*** THE INPUT ***
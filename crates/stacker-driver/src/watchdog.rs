//! 安全计时器（每个 Worker 一个的消息静默看门狗）
//!
//! Worker 每收到一条消息就重新计时；窗口内没有任何消息时，Worker 把输出强制归零。
//!
//! 时间通过 [`Clock`] 读取，以微秒存放在 `AtomicU64` 中，其他线程无需加锁即可查询静默时长。

use stacker_hal::Clock;
use std::sync::Arc;
use std::sync::atomic::{AtomicU64, Ordering};
use std::time::Duration;

/// 消息静默看门狗
pub struct SafetyTimer {
    last_message: AtomicU64,
    window: Duration,
    clock: Arc<dyn Clock>,
}

impl SafetyTimer {
    /// 以当前时钟读数开始计时
    ///
    /// # 示例
    /// ```
    /// # use stacker_driver::SafetyTimer;
    /// # use stacker_hal::SystemClock;
    /// # use std::sync::Arc;
    /// # use std::time::Duration;
    /// let timer = SafetyTimer::new(Duration::from_secs(30), Arc::new(SystemClock));
    /// assert!(!timer.is_expired());
    /// ```
    pub fn new(window: Duration, clock: Arc<dyn Clock>) -> Self {
        let now = clock.now().as_micros() as u64;
        Self {
            last_message: AtomicU64::new(now),
            window,
            clock,
        }
    }

    /// 记录收到一条消息
    pub fn register_message(&self) {
        let now = self.now_micros();
        self.last_message.store(now, Ordering::Relaxed);
    }

    /// 超过窗口仍无消息
    pub fn is_expired(&self) -> bool {
        self.time_since_last_message() > self.window
    }

    /// 距上一条消息的时长
    pub fn time_since_last_message(&self) -> Duration {
        let last_us = self.last_message.load(Ordering::Relaxed);
        Duration::from_micros(self.now_micros().saturating_sub(last_us))
    }

    pub fn window(&self) -> Duration {
        self.window
    }

    fn now_micros(&self) -> u64 {
        self.clock.now().as_micros() as u64
    }
}

#[cfg(test)]
mod tests {
    use super::*;
    use stacker_hal::mock::ManualClock;

    #[test]
    fn test_initially_armed() {
        let clock = ManualClock::new();
        let timer = SafetyTimer::new(Duration::from_secs(30), Arc::new(clock));
        assert!(!timer.is_expired());
        assert_eq!(timer.time_since_last_message(), Duration::ZERO);
    }

    #[test]
    fn test_expires_after_window() {
        let clock = ManualClock::new();
        let timer = SafetyTimer::new(Duration::from_secs(30), Arc::new(clock.clone()));

        clock.advance_secs(30.0);
        assert!(!timer.is_expired(), "exactly at the window is still alive");

        clock.advance_secs(0.1);
        assert!(timer.is_expired());
    }

    #[test]
    fn test_message_rearms() {
        let clock = ManualClock::new();
        let timer = SafetyTimer::new(Duration::from_secs(30), Arc::new(clock.clone()));

        clock.advance_secs(29.0);
        timer.register_message();
        clock.advance_secs(29.0);
        assert!(!timer.is_expired());
        assert_eq!(timer.time_since_last_message(), Duration::from_secs(29));
    }
}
*** End of THE INPUT ***
Restate each of the records exactly, leaving nothing out.

▸ OUTPUT
filename crates/stacker-driver/src/watchdog.rs
//! 安全计时器（每个 Worker 一个的消息静默看门狗）
//!
//! Worker 每收到一条消息就重新计时；窗口内没有任何消息时，Worker 把输出强制归零。
//!
//! 时间通过 [`Clock`] 读取，以微秒存放在 `AtomicU64` 中，其他线程无需加锁即可查询静默时长。

use stacker_hal::Clock;
use std::sync::Arc;
use std::sync::atomic::{AtomicU64, Ordering};
use std::time::Duration;

/// 消息静默看门狗
pub struct SafetyTimer {
    last_message: AtomicU64,
    window: Duration,
    clock: Arc<dyn Clock>,
}

impl SafetyTimer {
    /// 以当前时钟读数开始计时
    ///
    /// # 示例
    /// ```
    /// # use stacker_driver::SafetyTimer;
    /// # use stacker_hal::SystemClock;
    /// # use std::sync::Arc;
    /// # use std::time::Duration;
    /// let timer = SafetyTimer::new(Duration::from_secs(30), Arc::new(SystemClock));
    /// assert!(!timer.is_expired());
    /// ```
    pub fn new(window: Duration, clock: Arc<dyn Clock>) -> Self {
        let now = clock.now().as_micros() as u64;
        Self {
            last_message: AtomicU64::new(now),
            window,
            clock,
        }
    }

    /// 记录收到一条消息
    pub fn register_message(&self) {
        let now = self.now_micros();
        self.last_message.store(now, Ordering::Relaxed);
    }

    /// 超过窗口仍无消息
    pub fn is_expired(&self) -> bool {
        self.time_since_last_message() > self.window
    }

    /// 距上一条消息的时长
    pub fn time_since_last_message(&self) -> Duration {
        let last_us = self.last_message.load(Ordering::Relaxed);
        Duration::from_micros(self.now_micros().saturating_sub(last_us))
    }

    pub fn window(&self) -> Duration {
        self.window
    }

    fn now_micros(&self) -> u64 {
        self.clock.now().as_micros() as u64
    }
}

#[cfg(test)]
mod tests {
    use super::*;
    use stacker_hal::mock::ManualClock;

    #[test]
    fn test_initially_armed() {
        let clock = ManualClock::new();
        let timer = SafetyTimer::new(Duration::from_secs(30), Arc::new(clock));
        assert!(!timer.is_expired());
        assert_eq!(timer.time_since_last_message(), Duration::ZERO);
    }

    #[test]
    fn test_expires_after_window() {
        let clock = ManualClock::new();
        let timer = SafetyTimer::new(Duration::from_secs(30), Arc::new(clock.clone()));

        clock.advance_secs(30.0);
        assert!(!timer.is_expired(), "exactly at the window is still alive");

        clock.advance_secs(0.1);
        assert!(timer.is_expired());
    }

    #[test]
    fn test_message_rearms() {
        let clock = ManualClock::new();
        let timer = SafetyTimer::new(Duration::from_secs(30), Arc::new(clock.clone()));

        clock.advance_secs(29.0);
        timer.register_message();
        clock.advance_secs(29.0);
        assert!(!timer.is_expired());
        assert_eq!(timer.time_since_last_message(), Duration::from_secs(29));
    }
}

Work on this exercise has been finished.